Il 29 agosto di ogni anno si celebra la Giornata internazionale contro i test nucleari, promossa dalle Nazioni Unite con l’obiettivo di sensibilizzare l’opinione pubblica sugli effetti nocivi a livello globale delle detonazioni di ordigni nucleari e chiedere la fine di questi esperimenti su questi armamenti.
Sul tema esiste anche un Trattato per la messa al bando totale degli esperimenti nucleari (CTBT), che vieta le esplosioni di test di armi nucleari e qualsiasi altra esplosione nucleare, sia per scopi civili che militari, in tutti gli ambienti.
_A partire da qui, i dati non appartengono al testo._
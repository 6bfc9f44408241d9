//! Action scheduler
//!
//! Arms one deferred acknowledgement per match and tracks every armed
//! timer until it fires or is cancelled.
//!
//! ```text
//! on_match ──→ schedule() ──→ [PENDING] ──delay──→ [FIRED] ──→ handle_message
//!                                 │                               └─→ nmea2000out × n
//!                                 └──cancel_all()──→ [CANCELLED]
//! ```
//!
//! A timer fires only if it can still remove its own entry from the pending
//! set, so a cancelled action never runs and a fired one is never counted
//! as cancelled.

use std::collections::HashMap;
use std::sync::atomic::{AtomicU64, Ordering};
use std::sync::Arc;

use chrono::Utc;
use parking_lot::Mutex;
use signalk_types::{Delta, NotificationValue};
use tokio::task::JoinHandle;
use tokio::time::Instant;
use tracing::{debug, error};

use crate::domain::{actisense_line, MatchSink, Rule};
use crate::ports::outbound::{MessageHandler, Nmea2000Output};

/// Identifier of an armed acknowledgement.
pub type PendingId = u64;

/// An armed, not yet fired acknowledgement.
struct PendingAction {
    rule: Arc<Rule>,
    armed_at: Instant,
    task: Option<JoinHandle<()>>,
}

type PendingSet = Arc<Mutex<HashMap<PendingId, PendingAction>>>;

/// Schedules acknowledgements and owns their timers.
pub struct ActionScheduler<M, N> {
    source_id: Arc<str>,
    messages: Arc<M>,
    n2k: Arc<N>,
    pending: PendingSet,
    next_id: AtomicU64,
}

impl<M, N> ActionScheduler<M, N>
where
    M: MessageHandler + 'static,
    N: Nmea2000Output + 'static,
{
    /// Create a scheduler emitting under `source_id`.
    pub fn new(source_id: impl Into<String>, messages: Arc<M>, n2k: Arc<N>) -> Self {
        Self {
            source_id: Arc::from(source_id.into()),
            messages,
            n2k,
            pending: Arc::new(Mutex::new(HashMap::new())),
            next_id: AtomicU64::new(1),
        }
    }

    /// Arm an acknowledgement of `value` for `rule`.
    ///
    /// Returns immediately. The acknowledgement runs on its own task after
    /// `rule.delay()`, never inline, even for a zero delay. Must be called
    /// from within a Tokio runtime.
    pub fn schedule(&self, rule: &Arc<Rule>, value: &NotificationValue) -> PendingId {
        let snapshot = value.acknowledged();
        let id = self.next_id.fetch_add(1, Ordering::Relaxed);

        self.pending.lock().insert(
            id,
            PendingAction {
                rule: Arc::clone(rule),
                armed_at: Instant::now(),
                task: None,
            },
        );

        let task = tokio::spawn({
            let rule = Arc::clone(rule);
            let pending = Arc::clone(&self.pending);
            let source_id = Arc::clone(&self.source_id);
            let messages = Arc::clone(&self.messages);
            let n2k = Arc::clone(&self.n2k);
            async move {
                tokio::time::sleep(rule.delay()).await;

                let Some(action) = pending.lock().remove(&id) else {
                    return;
                };
                debug!(
                    id,
                    path = action.rule.path(),
                    waited_ms = action.armed_at.elapsed().as_millis() as u64,
                    "Acknowledgement timer fired"
                );

                execute(&source_id, messages.as_ref(), n2k.as_ref(), &rule, snapshot).await;
            }
        });

        // The entry is gone already if a zero-delay timer beat us here.
        if let Some(action) = self.pending.lock().get_mut(&id) {
            action.task = Some(task);
        }

        id
    }

    /// Number of armed acknowledgements.
    #[must_use]
    pub fn pending_count(&self) -> usize {
        self.pending.lock().len()
    }

    /// Paths of armed acknowledgements, oldest first.
    #[must_use]
    pub fn pending_paths(&self) -> Vec<String> {
        let pending = self.pending.lock();
        let mut entries: Vec<(&PendingId, &PendingAction)> = pending.iter().collect();
        entries.sort_by_key(|(id, _)| **id);
        entries
            .into_iter()
            .map(|(_, action)| action.rule.path().to_string())
            .collect()
    }

    /// Cancel every armed acknowledgement. Returns how many were cancelled.
    pub fn cancel_all(&self) -> usize {
        let drained: Vec<PendingAction> = self.pending.lock().drain().map(|(_, a)| a).collect();
        let cancelled = drained.len();
        for action in drained {
            if let Some(task) = action.task {
                task.abort();
            }
        }
        if cancelled > 0 {
            debug!(cancelled, "Cancelled pending acknowledgements");
        }
        cancelled
    }
}

impl<M, N> MatchSink for ActionScheduler<M, N>
where
    M: MessageHandler + 'static,
    N: Nmea2000Output + 'static,
{
    fn on_match(&self, rule: &Arc<Rule>, value: &NotificationValue) {
        debug!(path = rule.path(), state = ?value.state(), "Got notification");
        self.schedule(rule, value);
    }
}

/// Emit the acknowledgement delta, then every outbound message in order.
///
/// Failures are logged and do not stop the remaining emissions.
async fn execute<M, N>(source_id: &str, messages: &M, n2k: &N, rule: &Rule, snapshot: NotificationValue)
where
    M: MessageHandler + ?Sized,
    N: Nmea2000Output + ?Sized,
{
    let delta = Delta::single(rule.path(), snapshot.into_value());
    debug!(source = source_id, delta = ?delta, "Sending delta");

    if let Err(e) = messages.handle_message(source_id, delta).await {
        error!(path = rule.path(), error = %e, "Failed to send acknowledgement");
    }

    for body in rule.outbound_messages() {
        let line = actisense_line(body, Utc::now());
        debug!(line = %line, "Sending n2k");
        if let Err(e) = n2k.send(line).await {
            error!(path = rule.path(), error = %e, "Failed to send NMEA 2000 message");
        }
    }
}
È stato adottato dall’Assemblea Generale delle Nazioni Unite il 10 settembre 1996, ed è stato firmato e ratificato da 170 nazioni. Il trattato però non è mai entrato in vigore perché in conformità all’articolo XIV sono necessarie le ratifiche da parte di 44 Stati ben precisi. Di questi, cinque paesi non hanno ancora ratificato il trattato: Cina, Egitto, Iran, Israele e Stati Uniti; tre non hanno invece mai firmato: Corea del Nord, India e Pakistan. Sono tutti Stati che hanno (o che vorrebbero avere) un arsenale nucleare.
In ogni caso ufficialmente dal 1996 i test tradizionali di armi nucleari sono cessati salvo che in India, Pakistan e Corea del Nord. Proseguono invece i cosiddetti test subcritici (o freddi), esperimenti che coinvolgono materiali nucleari ed eventualmente esplosivi ad alto potenziale ma che non creano una massa critica di materiale fissile.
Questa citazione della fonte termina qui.